- WHAT YOU NEED TO DO -
Scan the material for the string "BuildRequest" and copy out every line in which it occurs.

- RECORDED DATA -

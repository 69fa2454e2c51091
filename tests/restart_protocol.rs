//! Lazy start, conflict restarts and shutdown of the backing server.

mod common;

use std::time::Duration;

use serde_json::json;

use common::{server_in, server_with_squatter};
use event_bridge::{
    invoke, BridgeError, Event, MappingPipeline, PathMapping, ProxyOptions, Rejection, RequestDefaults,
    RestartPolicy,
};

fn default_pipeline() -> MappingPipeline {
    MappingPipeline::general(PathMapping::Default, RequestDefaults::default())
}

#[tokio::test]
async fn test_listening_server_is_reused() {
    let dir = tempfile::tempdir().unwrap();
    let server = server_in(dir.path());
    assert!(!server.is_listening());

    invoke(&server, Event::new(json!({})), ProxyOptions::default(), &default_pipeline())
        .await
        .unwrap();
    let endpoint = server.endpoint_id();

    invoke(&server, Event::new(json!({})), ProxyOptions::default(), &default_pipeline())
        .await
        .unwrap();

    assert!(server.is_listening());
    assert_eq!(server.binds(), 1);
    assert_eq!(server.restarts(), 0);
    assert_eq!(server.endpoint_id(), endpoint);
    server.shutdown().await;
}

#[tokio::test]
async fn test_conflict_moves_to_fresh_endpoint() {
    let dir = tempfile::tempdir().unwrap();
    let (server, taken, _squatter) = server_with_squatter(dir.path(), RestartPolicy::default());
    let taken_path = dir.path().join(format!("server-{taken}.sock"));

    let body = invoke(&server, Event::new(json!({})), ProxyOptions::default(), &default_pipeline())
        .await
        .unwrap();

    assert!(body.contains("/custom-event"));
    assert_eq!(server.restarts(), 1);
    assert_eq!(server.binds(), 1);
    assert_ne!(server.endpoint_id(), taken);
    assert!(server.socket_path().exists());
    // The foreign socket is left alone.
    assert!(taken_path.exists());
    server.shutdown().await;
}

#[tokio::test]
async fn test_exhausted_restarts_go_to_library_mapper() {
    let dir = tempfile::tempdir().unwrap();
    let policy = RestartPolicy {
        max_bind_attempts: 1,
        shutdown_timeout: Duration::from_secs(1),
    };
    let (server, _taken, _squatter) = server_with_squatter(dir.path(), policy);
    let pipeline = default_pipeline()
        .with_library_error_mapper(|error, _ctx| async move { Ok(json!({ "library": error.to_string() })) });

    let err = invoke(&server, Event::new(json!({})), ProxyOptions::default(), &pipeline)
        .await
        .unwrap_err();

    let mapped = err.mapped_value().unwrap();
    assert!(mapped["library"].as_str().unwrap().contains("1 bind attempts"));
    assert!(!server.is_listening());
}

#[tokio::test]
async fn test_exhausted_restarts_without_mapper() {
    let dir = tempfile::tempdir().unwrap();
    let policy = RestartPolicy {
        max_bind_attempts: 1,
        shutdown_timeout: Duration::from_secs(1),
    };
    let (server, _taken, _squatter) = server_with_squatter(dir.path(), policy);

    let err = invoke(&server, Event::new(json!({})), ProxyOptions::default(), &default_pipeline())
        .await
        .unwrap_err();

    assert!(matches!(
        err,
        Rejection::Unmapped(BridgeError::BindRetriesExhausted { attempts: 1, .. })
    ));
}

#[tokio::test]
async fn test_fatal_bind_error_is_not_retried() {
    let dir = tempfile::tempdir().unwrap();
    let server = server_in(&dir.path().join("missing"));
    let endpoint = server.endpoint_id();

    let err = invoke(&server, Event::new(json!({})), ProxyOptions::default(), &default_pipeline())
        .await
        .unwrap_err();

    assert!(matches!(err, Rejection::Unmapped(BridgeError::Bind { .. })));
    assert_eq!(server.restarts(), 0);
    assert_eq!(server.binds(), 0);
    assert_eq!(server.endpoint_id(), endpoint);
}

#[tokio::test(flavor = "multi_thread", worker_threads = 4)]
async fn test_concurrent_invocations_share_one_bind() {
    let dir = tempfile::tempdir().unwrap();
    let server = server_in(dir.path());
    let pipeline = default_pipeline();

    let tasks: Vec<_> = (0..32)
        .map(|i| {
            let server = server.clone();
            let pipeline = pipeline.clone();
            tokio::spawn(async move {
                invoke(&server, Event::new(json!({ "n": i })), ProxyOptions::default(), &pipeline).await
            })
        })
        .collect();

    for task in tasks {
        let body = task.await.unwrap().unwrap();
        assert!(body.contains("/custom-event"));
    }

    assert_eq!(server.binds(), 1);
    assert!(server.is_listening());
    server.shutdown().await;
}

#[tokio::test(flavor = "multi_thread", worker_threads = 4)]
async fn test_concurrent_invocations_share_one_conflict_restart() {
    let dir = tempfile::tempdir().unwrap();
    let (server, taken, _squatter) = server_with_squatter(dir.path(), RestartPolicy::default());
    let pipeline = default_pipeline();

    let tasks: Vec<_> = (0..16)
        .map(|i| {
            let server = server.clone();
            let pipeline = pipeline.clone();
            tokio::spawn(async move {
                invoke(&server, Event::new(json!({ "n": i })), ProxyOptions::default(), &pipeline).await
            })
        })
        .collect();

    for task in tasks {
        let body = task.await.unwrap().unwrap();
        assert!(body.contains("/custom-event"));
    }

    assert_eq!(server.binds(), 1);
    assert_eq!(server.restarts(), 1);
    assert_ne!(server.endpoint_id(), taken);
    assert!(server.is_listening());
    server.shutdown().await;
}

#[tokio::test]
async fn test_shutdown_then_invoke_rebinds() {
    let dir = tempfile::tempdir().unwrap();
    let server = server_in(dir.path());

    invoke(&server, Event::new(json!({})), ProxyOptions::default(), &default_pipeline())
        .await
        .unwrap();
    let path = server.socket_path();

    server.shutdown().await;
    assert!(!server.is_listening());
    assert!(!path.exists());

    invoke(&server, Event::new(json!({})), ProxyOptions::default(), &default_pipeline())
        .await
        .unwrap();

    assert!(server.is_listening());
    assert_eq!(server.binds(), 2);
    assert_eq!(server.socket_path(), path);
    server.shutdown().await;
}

==

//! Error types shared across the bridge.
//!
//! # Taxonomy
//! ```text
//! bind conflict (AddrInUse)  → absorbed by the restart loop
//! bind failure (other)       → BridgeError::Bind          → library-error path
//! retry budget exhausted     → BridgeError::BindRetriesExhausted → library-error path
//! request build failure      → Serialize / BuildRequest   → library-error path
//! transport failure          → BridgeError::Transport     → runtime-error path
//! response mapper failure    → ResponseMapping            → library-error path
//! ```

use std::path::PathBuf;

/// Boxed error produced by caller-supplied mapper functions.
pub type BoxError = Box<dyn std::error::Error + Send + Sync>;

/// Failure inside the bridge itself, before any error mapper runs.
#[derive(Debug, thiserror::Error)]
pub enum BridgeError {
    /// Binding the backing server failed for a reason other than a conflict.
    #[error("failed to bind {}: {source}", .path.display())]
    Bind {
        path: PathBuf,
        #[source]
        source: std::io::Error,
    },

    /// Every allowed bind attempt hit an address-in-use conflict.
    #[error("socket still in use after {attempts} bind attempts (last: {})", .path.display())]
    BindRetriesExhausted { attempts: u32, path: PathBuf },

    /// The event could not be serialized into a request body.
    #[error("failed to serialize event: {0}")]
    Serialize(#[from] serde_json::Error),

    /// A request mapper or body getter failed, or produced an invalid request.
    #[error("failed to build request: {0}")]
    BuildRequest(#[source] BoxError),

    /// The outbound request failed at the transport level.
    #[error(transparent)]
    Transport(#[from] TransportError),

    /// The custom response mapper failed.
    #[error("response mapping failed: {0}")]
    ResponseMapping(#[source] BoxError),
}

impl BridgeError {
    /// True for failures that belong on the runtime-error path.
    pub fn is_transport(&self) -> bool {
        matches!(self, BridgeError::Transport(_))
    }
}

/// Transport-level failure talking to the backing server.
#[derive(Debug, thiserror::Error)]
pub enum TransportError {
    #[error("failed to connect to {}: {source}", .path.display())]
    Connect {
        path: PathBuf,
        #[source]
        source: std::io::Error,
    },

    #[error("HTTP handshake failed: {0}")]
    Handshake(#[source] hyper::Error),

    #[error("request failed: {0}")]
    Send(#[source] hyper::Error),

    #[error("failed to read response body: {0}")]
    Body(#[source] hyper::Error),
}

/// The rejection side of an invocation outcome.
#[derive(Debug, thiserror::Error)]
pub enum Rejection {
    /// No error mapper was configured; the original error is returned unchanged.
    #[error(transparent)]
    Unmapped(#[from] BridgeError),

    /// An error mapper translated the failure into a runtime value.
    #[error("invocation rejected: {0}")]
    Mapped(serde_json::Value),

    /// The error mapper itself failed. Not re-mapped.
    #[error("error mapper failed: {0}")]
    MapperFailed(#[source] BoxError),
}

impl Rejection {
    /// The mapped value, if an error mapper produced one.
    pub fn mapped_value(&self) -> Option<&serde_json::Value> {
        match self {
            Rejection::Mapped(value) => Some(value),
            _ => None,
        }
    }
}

- ANSWER TO THIS EXERCISE -
//! request build failure      → Serialize / BuildRequest   → library-error path
    BuildRequest(#[source] BoxError),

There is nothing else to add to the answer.